Data from the Bureau of Labor Statistics show that over two million women have dropped out of the U.S. workforce during the coronavirus pandemic, in part because of household childcare needs due to school and daycare closures.* These women are not counted with unemployment numbers if they are not actively looking for work. If they are neither employed nor unemployed, then they have essentially disappeared from the economy.

To investigate how this disappearance could have happened, we first need to understand gross domestic product (GDP). GDP is a measure of economic activity, or the value of goods and services produced. Like many algorithms, economic measurements seem neutral because they use mathematical formulas, but in reality those formulas are based on a number of assumptions. In economics, there are assumptions made on what counts as economic activity, or what goods and services have value.

When women leave the workforce to become unpaid caregivers, according to how we measure GDP, these women are no longer part of our economic market. The “work” of raising one’s own children does not count as productive labor. No one is getting paid, no money is exchanged. It does not contribute to the country’s growth. It does not, in economic terms, add value.

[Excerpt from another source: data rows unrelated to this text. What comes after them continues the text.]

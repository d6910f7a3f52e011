/*
 * // Copyright 2024 (c) the Radzivon Bartoshyk. All rights reserved.
 * //
 * // Use of this source code is governed by a BSD-style
 * // license that can be found in the LICENSE file.
 */
use crate::cone::cone_constants;
use crate::{Affine3, Matrix3, OpponentTransform, Vector3};

/// Floor for cone responses before taking the logarithm
pub const PIXEL_SMALL: f32 = 1e-14;

/// Ceiling for input pixel channels
pub const PIXEL_LARGE: f32 = 1e14;

/// Clamps every channel into `[0, PIXEL_LARGE]`
#[inline(always)]
pub fn precondition_pixel(rgb: Vector3<f32>) -> Vector3<f32> {
    rgb.map(|v| {
        if v > 0f32 {
            if v < PIXEL_LARGE {
                v
            } else {
                PIXEL_LARGE
            }
        } else {
            0f32
        }
    })
}

/// Clamps every channel to non negative
#[inline(always)]
pub fn postcondition_pixel(rgb: Vector3<f32>) -> Vector3<f32> {
    rgb.map(|v| if v > 0f32 { v } else { 0f32 })
}

/// Per pixel chromatic shift.
///
/// RGB goes to log10 cone space, the opponent chroma of the illuminant scaled by
/// strength is subtracted, then the color returns to RGB and is rescaled to its
/// original luminance.
#[derive(Debug, Copy, Clone, PartialEq)]
pub struct PixelMapper {
    transform: OpponentTransform,
    shift: Affine3<f32>,
    to_luminance: Vector3<f32>,
    strength: f32,
}

impl PixelMapper {
    /// `strength` is clamped to `[0, 1]`, NaN is treated as 0
    pub fn new(
        rgb_to_xyz: &Matrix3<f64>,
        xyz_to_rgb: &Matrix3<f64>,
        illuminant: Vector3<f32>,
        strength: f32,
    ) -> PixelMapper {
        let strength = strength.max(0f32).min(1f32);
        let constants = cone_constants();

        // only the chromatic axes move, luminance axis is left as is
        let chroma = illuminant.as_::<f64>().mul_components(&Vector3::new(0f64, 1f64, 1f64));
        let translation = Affine3::translation(-(chroma * strength as f64));
        let shift = Affine3::from_linear(constants.opponent_to_cone)
            .then_after(&translation)
            .then_after(&Affine3::from_linear(constants.cone_to_opponent));

        PixelMapper {
            transform: OpponentTransform::new(rgb_to_xyz, xyz_to_rgb),
            shift: shift.as_(),
            to_luminance: rgb_to_xyz.row(1).as_(),
            strength,
        }
    }

    /// Effective strength after clamping
    #[inline]
    pub fn strength(&self) -> f32 {
        self.strength
    }

    /// Affine operator applied in log10 cone space
    #[inline]
    pub fn log_cone_shift(&self) -> Affine3<f32> {
        self.shift
    }

    /// Maps one preconditioned linear RGB pixel
    #[inline(always)]
    pub fn apply(&self, rgb: Vector3<f32>) -> Vector3<f32> {
        let log_cone = self.transform.rgb_to_log_cone(rgb);
        let shifted = self.shift.apply(log_cone);
        let out = self.transform.log_cone_to_rgb(shifted);

        let in_luminance = rgb.dot(&self.to_luminance);
        let out_luminance = out.dot(&self.to_luminance);
        let scale = if out_luminance != 0f32 {
            in_luminance / out_luminance
        } else {
            0f32
        };
        out * scale
    }
}
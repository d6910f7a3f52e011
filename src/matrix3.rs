/*
 * // Copyright 2024 (c) the Radzivon Bartoshyk. All rights reserved.
 * //
 * // Use of this source code is governed by a BSD-style
 * // license that can be found in the LICENSE file.
 */
use crate::utils::mlaf;
use crate::Vector3;
use num_traits::{AsPrimitive, Float};
use std::ops::Mul;

/// Row-major 3x3 matrix
#[repr(C)]
#[derive(Debug, Copy, Clone, Default, PartialEq)]
pub struct Matrix3<T> {
    pub v: [[T; 3]; 3],
}

impl<T: Copy> Matrix3<T> {
    #[inline]
    pub const fn new(v: [[T; 3]; 3]) -> Matrix3<T> {
        Matrix3 { v }
    }

    #[inline]
    pub const fn row(&self, index: usize) -> Vector3<T> {
        Vector3::from_array(self.v[index])
    }

    #[inline]
    pub const fn column(&self, index: usize) -> Vector3<T> {
        Vector3::new(self.v[0][index], self.v[1][index], self.v[2][index])
    }

    /// Builds matrix with given vectors as columns
    #[inline]
    pub const fn from_columns(c0: Vector3<T>, c1: Vector3<T>, c2: Vector3<T>) -> Matrix3<T> {
        Matrix3 {
            v: [[c0.x, c1.x, c2.x], [c0.y, c1.y, c2.y], [c0.z, c1.z, c2.z]],
        }
    }

    #[inline]
    pub const fn transpose(&self) -> Matrix3<T> {
        Matrix3::from_columns(self.row(0), self.row(1), self.row(2))
    }

    /// Converts every element with `as` semantics
    #[inline]
    pub fn as_<U: Copy + 'static>(&self) -> Matrix3<U>
    where
        T: AsPrimitive<U>,
    {
        let v = self.v;
        Matrix3 {
            v: [
                [v[0][0].as_(), v[0][1].as_(), v[0][2].as_()],
                [v[1][0].as_(), v[1][1].as_(), v[1][2].as_()],
                [v[2][0].as_(), v[2][1].as_(), v[2][2].as_()],
            ],
        }
    }
}

impl<T: Float> Matrix3<T> {
    #[inline]
    pub fn identity() -> Matrix3<T> {
        let (o, z) = (T::one(), T::zero());
        Matrix3 {
            v: [[o, z, z], [z, o, z], [z, z, o]],
        }
    }

    #[inline]
    pub fn determinant(&self) -> T {
        let v = self.v;
        let a0 = mlaf(v[1][1], v[2][2], -v[1][2] * v[2][1]);
        let a1 = mlaf(v[1][0], v[2][2], -v[1][2] * v[2][0]);
        let a2 = mlaf(v[1][0], v[2][1], -v[1][1] * v[2][0]);
        mlaf(v[0][0], a0, mlaf(-v[0][1], a1, v[0][2] * a2))
    }

    /// Inverse matrix, `None` when the matrix is singular to working precision
    pub fn inverse(&self) -> Option<Matrix3<T>> {
        let det = self.determinant();
        let magnitude = self
            .v
            .iter()
            .flatten()
            .fold(T::zero(), |acc, x| acc.max(x.abs()));
        if !det.is_finite() || det.abs() <= T::epsilon() * magnitude * magnitude * magnitude {
            return None;
        }
        let det = T::one() / det;
        let [[a, b, c], [d, e, f], [g, h, i]] = self.v;

        let inverse = Matrix3 {
            v: [
                [
                    (e * i - f * h) * det,
                    (c * h - b * i) * det,
                    (b * f - c * e) * det,
                ],
                [
                    (f * g - d * i) * det,
                    (a * i - c * g) * det,
                    (c * d - a * f) * det,
                ],
                [
                    (d * h - e * g) * det,
                    (b * g - a * h) * det,
                    (a * e - b * d) * det,
                ],
            ],
        };
        if inverse.v.iter().flatten().all(|x| x.is_finite()) {
            Some(inverse)
        } else {
            None
        }
    }

    /// Scales column `i` by `scale[i]`
    #[inline]
    pub fn scale_columns(&self, scale: Vector3<T>) -> Matrix3<T> {
        Matrix3::from_columns(
            self.column(0) * scale.x,
            self.column(1) * scale.y,
            self.column(2) * scale.z,
        )
    }

    #[inline]
    pub fn mul_vector(&self, rhs: Vector3<T>) -> Vector3<T> {
        Vector3::new(
            self.row(0).dot(&rhs),
            self.row(1).dot(&rhs),
            self.row(2).dot(&rhs),
        )
    }

    #[inline]
    pub fn mat_mul(&self, rhs: &Matrix3<T>) -> Matrix3<T> {
        let mut v = [[T::zero(); 3]; 3];
        for (i, row) in v.iter_mut().enumerate() {
            let lhs_row = self.row(i);
            for (j, dst) in row.iter_mut().enumerate() {
                *dst = lhs_row.dot(&rhs.column(j));
            }
        }
        Matrix3 { v }
    }
}

impl<T: Float> Mul<Vector3<T>> for Matrix3<T> {
    type Output = Vector3<T>;

    #[inline]
    fn mul(self, rhs: Vector3<T>) -> Self::Output {
        self.mul_vector(rhs)
    }
}

impl<T: Float> Mul<Matrix3<T>> for Matrix3<T> {
    type Output = Matrix3<T>;

    #[inline]
    fn mul(self, rhs: Matrix3<T>) -> Self::Output {
        self.mat_mul(&rhs)
    }
}

/// 3x3 linear part with a translation column, applied as `linear * v + offset`
#[derive(Debug, Copy, Clone, Default, PartialEq)]
pub struct Affine3<T> {
    pub linear: Matrix3<T>,
    pub offset: Vector3<T>,
}

impl<T: Float> Affine3<T> {
    #[inline]
    pub fn new(linear: Matrix3<T>, offset: Vector3<T>) -> Affine3<T> {
        Affine3 { linear, offset }
    }

    #[inline]
    pub fn from_linear(linear: Matrix3<T>) -> Affine3<T> {
        Affine3::new(linear, Vector3::zero())
    }

    #[inline]
    pub fn translation(offset: Vector3<T>) -> Affine3<T> {
        Affine3::new(Matrix3::identity(), offset)
    }

    /// Composition applying `inner` first, then `self`
    #[inline]
    pub fn then_after(&self, inner: &Affine3<T>) -> Affine3<T> {
        Affine3::new(
            self.linear.mat_mul(&inner.linear),
            self.linear.mul_vector(inner.offset) + self.offset,
        )
    }

    #[inline]
    pub fn apply(&self, v: Vector3<T>) -> Vector3<T> {
        self.linear.mul_vector(v) + self.offset
    }

    #[inline]
    pub fn as_<U: Copy + 'static>(&self) -> Affine3<U>
    where
        T: AsPrimitive<U>,
    {
        Affine3 {
            linear: self.linear.as_(),
            offset: self.offset.as_(),
        }
    }
}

What counts matters because public policies and budgets are created using economic models that encourage market growth. Nonmarket activities are unpaid work like childcare, home repair and maintenance, cleaning, laundry, and preparing meals for your own household. Because they are nonmarket activities, they do not count towards the nation’s economy, even though this unpaid labor done within a family unit might allow other members to work outside the home (or, in these pandemic times, to telework). Traditionally, unpaid labor is done by women.

Cartoon strip with each frame showing an hour in the life of a housewife, taking care of children, cleaning, and cooking. One frame in the middle of the day is the husband telling a coworker that his wife doesn't work.
My Wife Doesn’t Work. Between 1965 and 1980. Yanker Poster Collection. Library of Congress Prints and Photographs Division.

Enter feminist economics. To paraphrase economist Julie Nelson, feminist economics is not economics practiced by women, nor is it a “feminine” study of economics using soft, qualitative methods. Instead, feminist economics takes a critical look at economic definitions and assumptions. It argues that economic activity should be studied using inclusive tools, models, and topics that do not reflect a patriarchal society. In other words, a comprehensive study of economic activity would count stay-at-home-mothers (and fathers or other unpaid caregivers).

The term feminist economics was added to the Library of Congress Subject Headings in 1995, when Julie Nelson’s Feminism, Objectivity and Economics was published. This was also the year of the first issue of the journal Feminist Economics.

The ideas behind feminist economics have been around for a long time, as many materials in our collections can attest. For example, in the 1930s, Margaret Reid received her doctorate in Home Economics and published Household Production: A Study of its Economic Characteristics and Economics of Household Production (also digitized via Internet Archive). While you might be familiar with home economics as a course in high school on baking and sewing, her degree meant she focused on the study of household productivity, and she championed counting nonmarket activities as part of a country’s national accounting.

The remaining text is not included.